Work task —
Using the data below, tally the lines that include the string "Treat". Only the number is wanted.

* * *

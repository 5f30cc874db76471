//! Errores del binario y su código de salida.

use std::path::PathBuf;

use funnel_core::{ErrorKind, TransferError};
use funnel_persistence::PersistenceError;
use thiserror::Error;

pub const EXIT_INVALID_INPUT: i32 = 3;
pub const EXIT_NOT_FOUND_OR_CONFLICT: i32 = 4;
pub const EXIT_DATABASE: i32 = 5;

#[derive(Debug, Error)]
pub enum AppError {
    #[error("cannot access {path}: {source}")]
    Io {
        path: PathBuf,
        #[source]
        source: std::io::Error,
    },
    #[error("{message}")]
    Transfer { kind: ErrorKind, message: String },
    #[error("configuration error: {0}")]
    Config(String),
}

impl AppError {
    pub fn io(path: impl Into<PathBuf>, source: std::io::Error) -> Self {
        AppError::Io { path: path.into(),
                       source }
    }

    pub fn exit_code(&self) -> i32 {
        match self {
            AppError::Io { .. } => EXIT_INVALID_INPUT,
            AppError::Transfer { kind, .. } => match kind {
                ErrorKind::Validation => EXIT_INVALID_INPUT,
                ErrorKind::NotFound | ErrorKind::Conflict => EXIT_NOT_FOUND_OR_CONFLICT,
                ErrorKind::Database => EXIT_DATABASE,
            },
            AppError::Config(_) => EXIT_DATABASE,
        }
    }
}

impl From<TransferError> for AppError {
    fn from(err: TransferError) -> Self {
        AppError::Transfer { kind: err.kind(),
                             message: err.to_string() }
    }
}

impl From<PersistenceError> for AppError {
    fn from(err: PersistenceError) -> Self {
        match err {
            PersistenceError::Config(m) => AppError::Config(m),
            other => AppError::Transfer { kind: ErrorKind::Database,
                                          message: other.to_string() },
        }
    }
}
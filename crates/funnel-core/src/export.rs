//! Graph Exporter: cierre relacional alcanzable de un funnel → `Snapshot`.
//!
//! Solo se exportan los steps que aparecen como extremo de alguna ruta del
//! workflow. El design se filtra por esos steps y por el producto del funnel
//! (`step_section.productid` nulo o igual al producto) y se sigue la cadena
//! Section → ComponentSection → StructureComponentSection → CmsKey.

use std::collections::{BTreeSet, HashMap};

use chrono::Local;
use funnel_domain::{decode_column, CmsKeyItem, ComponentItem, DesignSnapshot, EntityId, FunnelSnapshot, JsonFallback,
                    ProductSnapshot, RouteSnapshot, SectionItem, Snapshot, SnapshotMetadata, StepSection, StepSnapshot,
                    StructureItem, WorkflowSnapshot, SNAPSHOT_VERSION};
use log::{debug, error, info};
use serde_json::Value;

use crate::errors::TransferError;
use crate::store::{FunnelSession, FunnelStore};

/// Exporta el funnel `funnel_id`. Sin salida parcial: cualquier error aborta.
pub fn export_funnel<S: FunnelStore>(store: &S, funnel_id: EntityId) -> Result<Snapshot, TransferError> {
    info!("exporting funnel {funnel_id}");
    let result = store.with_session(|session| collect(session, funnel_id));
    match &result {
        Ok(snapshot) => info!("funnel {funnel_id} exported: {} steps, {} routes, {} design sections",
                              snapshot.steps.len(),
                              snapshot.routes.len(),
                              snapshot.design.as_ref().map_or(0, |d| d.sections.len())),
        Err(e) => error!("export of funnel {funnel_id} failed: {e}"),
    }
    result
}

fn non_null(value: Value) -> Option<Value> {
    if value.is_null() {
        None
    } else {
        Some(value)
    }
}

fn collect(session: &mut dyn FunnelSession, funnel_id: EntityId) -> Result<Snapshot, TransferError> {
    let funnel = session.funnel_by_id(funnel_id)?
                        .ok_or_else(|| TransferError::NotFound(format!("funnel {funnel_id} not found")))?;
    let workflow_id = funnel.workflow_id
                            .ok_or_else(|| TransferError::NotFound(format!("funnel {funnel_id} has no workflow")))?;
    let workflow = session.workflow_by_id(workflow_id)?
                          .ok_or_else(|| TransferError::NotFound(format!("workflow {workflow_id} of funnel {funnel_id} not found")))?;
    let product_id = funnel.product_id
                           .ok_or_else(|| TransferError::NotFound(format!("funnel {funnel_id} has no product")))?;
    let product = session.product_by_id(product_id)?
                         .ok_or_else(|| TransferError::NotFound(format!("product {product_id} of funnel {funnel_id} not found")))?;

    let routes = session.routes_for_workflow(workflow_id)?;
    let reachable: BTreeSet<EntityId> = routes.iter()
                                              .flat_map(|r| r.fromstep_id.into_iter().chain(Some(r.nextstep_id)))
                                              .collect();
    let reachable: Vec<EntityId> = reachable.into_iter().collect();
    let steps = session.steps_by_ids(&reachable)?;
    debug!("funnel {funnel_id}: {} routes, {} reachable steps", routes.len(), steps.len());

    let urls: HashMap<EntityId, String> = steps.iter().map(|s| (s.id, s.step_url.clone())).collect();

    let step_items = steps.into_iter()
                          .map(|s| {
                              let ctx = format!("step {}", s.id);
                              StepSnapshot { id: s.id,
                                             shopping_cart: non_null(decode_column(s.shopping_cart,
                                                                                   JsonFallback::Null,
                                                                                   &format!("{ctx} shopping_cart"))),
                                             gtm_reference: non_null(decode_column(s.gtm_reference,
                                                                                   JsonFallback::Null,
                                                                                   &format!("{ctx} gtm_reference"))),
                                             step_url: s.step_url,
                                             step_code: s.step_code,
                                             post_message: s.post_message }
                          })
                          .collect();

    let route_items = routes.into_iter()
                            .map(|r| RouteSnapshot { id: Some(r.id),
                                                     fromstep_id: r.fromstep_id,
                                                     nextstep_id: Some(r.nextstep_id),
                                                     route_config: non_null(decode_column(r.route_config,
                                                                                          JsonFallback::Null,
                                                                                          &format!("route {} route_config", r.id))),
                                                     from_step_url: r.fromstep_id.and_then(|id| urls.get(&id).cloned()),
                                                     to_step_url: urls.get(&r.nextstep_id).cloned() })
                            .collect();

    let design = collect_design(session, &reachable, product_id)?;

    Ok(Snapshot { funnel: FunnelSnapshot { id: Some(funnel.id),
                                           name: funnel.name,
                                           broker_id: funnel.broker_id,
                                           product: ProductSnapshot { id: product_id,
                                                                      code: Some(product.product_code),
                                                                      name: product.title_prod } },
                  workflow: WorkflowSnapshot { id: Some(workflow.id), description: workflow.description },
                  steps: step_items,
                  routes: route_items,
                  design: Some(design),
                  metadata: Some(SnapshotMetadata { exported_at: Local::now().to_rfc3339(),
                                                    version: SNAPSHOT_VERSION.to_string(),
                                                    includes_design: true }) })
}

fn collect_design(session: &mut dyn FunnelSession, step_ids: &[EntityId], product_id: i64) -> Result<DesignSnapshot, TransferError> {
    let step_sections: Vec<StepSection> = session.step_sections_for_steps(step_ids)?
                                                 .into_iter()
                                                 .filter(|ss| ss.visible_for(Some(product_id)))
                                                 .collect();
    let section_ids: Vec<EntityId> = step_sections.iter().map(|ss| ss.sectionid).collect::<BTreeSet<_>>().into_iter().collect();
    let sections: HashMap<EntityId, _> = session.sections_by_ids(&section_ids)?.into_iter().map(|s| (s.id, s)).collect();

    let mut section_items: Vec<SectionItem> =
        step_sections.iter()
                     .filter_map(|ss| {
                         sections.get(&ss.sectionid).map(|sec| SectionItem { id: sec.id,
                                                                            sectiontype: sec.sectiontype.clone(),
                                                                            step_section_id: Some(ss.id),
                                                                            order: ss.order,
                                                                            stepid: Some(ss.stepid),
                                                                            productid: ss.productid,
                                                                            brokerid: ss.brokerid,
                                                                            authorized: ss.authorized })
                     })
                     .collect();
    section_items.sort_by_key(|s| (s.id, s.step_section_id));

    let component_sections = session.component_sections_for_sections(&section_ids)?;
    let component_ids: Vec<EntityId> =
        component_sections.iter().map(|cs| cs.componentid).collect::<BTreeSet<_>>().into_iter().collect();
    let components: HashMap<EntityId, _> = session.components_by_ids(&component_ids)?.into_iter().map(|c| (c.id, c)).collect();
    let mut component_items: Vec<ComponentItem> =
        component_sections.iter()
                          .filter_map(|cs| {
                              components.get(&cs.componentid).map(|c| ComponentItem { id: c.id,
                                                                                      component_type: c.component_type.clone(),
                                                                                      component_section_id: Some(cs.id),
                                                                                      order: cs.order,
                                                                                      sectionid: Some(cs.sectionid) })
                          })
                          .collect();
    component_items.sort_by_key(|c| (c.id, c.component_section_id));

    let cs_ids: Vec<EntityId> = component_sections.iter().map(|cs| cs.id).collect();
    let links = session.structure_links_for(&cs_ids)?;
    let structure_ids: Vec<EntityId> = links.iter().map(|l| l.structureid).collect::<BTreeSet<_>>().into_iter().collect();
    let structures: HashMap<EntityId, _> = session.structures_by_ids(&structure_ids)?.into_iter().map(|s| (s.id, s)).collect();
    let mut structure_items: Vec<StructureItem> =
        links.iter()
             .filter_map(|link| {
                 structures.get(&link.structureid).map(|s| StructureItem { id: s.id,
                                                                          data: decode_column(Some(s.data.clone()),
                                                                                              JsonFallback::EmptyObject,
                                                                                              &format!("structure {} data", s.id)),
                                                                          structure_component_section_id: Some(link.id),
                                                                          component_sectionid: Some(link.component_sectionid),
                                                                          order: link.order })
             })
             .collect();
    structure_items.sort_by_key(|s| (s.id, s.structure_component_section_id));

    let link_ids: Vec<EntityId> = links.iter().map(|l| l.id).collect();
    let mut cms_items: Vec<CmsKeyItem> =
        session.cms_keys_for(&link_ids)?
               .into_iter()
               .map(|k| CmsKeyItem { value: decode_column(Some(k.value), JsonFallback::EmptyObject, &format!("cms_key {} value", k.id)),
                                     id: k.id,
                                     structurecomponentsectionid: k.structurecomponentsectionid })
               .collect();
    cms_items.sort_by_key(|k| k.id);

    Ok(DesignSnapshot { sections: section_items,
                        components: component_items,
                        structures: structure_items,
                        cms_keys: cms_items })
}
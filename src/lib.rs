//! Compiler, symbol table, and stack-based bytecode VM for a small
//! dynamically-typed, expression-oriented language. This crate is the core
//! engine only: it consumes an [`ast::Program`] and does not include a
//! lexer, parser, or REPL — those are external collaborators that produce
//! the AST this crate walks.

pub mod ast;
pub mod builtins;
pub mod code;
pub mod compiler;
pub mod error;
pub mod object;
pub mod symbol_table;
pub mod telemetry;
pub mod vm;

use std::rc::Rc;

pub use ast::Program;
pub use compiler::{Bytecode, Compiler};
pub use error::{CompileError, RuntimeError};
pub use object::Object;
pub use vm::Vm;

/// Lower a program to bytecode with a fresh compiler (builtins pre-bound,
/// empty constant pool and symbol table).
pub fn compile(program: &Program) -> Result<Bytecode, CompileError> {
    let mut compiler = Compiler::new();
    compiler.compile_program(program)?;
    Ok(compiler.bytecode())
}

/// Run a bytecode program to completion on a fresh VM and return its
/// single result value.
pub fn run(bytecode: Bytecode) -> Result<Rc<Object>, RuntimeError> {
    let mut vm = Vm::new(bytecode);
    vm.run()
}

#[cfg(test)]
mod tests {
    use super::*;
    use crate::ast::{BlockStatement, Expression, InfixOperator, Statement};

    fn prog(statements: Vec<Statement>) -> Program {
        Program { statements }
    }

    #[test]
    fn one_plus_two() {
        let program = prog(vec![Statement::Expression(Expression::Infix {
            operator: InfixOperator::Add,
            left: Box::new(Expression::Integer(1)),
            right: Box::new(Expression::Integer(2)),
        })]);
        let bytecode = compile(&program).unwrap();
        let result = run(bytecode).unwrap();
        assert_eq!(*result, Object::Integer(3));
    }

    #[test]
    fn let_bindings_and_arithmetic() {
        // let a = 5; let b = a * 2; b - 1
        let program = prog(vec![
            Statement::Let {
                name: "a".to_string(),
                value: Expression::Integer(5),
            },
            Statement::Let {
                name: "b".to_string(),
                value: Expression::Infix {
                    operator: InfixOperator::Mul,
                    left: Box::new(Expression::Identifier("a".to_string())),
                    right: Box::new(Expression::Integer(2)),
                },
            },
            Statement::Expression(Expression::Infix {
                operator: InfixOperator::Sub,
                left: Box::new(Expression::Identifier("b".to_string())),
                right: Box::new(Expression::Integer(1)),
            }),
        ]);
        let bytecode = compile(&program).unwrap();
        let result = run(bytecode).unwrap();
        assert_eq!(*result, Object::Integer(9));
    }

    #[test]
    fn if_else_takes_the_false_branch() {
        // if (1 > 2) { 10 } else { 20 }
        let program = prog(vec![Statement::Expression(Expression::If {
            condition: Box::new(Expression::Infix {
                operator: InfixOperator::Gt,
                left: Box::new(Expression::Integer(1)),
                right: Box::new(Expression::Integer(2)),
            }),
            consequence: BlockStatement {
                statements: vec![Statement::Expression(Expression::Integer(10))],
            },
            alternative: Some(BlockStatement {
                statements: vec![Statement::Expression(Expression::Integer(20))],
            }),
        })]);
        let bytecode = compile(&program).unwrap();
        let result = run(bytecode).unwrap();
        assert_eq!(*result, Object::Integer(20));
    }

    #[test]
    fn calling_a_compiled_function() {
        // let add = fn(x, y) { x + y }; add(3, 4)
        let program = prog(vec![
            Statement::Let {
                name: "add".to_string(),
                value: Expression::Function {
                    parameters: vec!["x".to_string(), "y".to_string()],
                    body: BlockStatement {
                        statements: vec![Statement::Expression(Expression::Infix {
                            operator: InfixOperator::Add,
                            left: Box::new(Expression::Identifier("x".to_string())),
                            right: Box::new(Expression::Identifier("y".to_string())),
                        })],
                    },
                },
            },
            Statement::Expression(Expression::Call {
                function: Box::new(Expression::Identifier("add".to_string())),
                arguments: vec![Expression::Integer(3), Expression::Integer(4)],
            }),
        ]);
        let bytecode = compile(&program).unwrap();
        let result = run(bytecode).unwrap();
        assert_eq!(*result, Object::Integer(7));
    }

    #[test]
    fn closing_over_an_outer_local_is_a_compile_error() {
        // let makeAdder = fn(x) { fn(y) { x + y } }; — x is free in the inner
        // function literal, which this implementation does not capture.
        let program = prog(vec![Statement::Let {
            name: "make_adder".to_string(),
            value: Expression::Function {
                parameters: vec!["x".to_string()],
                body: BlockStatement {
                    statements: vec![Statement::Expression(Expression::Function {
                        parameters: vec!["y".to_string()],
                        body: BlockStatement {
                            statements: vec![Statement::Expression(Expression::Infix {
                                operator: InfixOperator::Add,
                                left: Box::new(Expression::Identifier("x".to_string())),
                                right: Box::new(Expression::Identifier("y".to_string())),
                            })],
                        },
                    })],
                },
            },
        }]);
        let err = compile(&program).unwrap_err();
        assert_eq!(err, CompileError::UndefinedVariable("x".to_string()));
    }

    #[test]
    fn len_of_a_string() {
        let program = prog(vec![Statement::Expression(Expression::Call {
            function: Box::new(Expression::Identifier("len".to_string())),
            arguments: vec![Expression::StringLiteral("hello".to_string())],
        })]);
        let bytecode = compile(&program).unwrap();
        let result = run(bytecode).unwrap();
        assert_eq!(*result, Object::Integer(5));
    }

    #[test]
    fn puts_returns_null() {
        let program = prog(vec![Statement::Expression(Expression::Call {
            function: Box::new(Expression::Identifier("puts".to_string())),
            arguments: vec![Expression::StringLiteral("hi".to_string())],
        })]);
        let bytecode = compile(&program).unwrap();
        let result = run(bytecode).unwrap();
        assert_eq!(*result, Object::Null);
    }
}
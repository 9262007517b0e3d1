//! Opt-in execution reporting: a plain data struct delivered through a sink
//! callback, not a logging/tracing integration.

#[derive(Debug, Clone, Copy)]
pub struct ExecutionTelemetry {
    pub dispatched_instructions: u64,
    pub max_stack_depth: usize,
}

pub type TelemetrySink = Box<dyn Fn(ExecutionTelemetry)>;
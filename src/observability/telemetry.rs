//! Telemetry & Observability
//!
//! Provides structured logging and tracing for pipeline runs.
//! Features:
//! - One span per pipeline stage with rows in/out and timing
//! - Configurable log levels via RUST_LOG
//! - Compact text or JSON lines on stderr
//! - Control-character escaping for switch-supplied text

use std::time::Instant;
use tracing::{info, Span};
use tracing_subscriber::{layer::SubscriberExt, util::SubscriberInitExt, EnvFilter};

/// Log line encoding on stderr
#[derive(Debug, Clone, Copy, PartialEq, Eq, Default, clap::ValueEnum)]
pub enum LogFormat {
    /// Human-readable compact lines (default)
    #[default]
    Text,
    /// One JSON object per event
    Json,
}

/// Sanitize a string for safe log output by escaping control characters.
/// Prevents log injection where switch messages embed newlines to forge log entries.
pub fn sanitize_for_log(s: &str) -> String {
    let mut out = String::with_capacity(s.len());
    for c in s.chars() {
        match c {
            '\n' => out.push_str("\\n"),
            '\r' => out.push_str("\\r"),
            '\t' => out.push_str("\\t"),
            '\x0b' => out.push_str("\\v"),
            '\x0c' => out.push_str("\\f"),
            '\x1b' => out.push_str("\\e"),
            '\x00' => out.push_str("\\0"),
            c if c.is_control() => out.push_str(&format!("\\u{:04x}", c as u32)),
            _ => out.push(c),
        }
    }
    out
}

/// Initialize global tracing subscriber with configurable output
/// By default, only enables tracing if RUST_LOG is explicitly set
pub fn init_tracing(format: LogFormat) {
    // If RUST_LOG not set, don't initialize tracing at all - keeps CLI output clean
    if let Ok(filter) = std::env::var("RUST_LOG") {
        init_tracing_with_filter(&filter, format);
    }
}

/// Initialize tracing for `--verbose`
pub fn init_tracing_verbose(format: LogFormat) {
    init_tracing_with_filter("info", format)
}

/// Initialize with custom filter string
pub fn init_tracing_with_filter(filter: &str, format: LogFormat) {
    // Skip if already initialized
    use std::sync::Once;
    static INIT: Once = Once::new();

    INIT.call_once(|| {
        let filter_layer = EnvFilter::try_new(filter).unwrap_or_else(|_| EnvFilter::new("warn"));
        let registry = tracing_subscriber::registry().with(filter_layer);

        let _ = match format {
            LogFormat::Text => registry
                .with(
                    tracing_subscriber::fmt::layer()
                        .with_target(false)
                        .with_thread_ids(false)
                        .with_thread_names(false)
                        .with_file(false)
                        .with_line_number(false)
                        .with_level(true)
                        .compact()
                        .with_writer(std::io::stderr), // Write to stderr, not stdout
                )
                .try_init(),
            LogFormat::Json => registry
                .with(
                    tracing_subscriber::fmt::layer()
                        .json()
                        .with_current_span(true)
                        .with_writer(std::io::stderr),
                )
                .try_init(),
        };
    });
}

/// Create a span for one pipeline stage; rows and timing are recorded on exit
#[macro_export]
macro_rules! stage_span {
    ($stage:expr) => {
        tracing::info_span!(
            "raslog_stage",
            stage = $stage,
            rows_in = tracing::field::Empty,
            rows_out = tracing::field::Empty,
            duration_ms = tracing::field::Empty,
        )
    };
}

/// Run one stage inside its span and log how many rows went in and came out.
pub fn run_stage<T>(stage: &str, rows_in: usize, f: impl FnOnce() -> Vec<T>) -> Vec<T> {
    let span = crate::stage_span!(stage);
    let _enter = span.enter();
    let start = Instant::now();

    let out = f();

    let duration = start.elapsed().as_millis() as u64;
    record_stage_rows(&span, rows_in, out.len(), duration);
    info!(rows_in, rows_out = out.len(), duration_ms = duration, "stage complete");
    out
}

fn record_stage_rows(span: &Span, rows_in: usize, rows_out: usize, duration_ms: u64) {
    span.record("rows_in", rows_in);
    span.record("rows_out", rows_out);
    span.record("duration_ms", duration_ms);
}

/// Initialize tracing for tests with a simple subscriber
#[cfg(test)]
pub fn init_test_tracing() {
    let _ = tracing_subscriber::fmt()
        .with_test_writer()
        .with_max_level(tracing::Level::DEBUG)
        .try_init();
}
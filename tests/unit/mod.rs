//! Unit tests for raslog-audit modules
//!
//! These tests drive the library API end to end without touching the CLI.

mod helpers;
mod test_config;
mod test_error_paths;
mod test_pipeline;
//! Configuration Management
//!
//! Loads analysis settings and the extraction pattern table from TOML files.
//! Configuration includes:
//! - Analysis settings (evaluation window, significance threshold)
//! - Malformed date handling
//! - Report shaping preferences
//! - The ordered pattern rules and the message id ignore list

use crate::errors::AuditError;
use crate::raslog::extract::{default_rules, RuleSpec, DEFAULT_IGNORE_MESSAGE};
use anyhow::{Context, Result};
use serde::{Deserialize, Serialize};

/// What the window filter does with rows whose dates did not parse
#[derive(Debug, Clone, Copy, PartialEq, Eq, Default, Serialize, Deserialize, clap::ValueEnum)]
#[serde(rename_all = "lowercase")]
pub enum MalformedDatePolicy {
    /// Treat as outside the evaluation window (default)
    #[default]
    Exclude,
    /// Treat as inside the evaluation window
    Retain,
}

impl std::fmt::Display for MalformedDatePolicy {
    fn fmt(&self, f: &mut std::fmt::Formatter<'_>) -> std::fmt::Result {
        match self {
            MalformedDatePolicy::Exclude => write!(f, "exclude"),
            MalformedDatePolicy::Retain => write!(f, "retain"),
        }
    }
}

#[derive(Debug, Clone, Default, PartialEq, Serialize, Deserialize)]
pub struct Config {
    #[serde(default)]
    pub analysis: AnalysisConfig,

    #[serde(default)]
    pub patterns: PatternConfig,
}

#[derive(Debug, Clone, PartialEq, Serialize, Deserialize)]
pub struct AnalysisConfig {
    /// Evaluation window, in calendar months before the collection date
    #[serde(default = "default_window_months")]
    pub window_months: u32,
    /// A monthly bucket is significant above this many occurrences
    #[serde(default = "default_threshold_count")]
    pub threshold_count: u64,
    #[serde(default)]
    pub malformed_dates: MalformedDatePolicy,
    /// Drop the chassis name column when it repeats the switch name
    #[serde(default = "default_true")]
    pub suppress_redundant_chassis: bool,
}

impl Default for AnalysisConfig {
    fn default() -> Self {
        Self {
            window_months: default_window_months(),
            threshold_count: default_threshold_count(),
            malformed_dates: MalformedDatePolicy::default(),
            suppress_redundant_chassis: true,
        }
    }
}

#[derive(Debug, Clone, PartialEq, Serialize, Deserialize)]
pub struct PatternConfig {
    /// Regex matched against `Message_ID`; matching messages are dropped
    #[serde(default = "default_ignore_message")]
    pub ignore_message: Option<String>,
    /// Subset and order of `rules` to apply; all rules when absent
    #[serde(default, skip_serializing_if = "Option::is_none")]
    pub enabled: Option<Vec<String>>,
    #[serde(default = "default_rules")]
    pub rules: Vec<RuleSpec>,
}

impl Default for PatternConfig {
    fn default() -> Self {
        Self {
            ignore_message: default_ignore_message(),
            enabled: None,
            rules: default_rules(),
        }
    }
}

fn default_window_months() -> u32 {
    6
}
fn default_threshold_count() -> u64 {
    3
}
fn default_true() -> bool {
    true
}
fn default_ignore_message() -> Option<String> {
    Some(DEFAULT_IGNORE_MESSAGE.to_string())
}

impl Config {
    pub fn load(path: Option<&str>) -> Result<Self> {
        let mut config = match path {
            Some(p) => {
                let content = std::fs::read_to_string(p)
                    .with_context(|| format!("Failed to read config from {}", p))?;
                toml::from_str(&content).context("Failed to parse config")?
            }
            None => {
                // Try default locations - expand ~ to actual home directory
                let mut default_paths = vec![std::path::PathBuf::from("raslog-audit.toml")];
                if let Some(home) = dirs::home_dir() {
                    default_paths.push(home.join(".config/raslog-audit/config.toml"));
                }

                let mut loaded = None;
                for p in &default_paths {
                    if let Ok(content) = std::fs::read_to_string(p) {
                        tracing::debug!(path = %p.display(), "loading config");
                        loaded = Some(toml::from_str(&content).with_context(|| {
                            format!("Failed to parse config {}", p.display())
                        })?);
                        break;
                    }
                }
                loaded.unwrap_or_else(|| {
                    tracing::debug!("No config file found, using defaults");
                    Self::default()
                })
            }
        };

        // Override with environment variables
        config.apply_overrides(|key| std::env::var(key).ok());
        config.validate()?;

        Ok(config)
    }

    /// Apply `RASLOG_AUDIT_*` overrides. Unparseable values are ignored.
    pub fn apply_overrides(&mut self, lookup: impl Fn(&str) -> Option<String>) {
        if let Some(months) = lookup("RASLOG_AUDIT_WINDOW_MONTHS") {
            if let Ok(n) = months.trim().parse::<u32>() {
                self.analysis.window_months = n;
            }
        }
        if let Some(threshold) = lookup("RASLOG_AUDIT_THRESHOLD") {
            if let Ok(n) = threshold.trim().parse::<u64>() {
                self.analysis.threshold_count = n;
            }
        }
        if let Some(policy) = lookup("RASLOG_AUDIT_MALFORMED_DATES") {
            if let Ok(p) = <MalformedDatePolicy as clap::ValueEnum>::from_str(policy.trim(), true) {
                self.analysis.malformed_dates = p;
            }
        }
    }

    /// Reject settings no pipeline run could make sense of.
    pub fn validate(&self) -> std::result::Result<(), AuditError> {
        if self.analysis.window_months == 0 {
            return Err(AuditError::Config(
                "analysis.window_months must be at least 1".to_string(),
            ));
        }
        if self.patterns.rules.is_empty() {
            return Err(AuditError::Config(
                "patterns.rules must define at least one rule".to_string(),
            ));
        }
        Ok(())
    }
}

* * *

Answer area —
2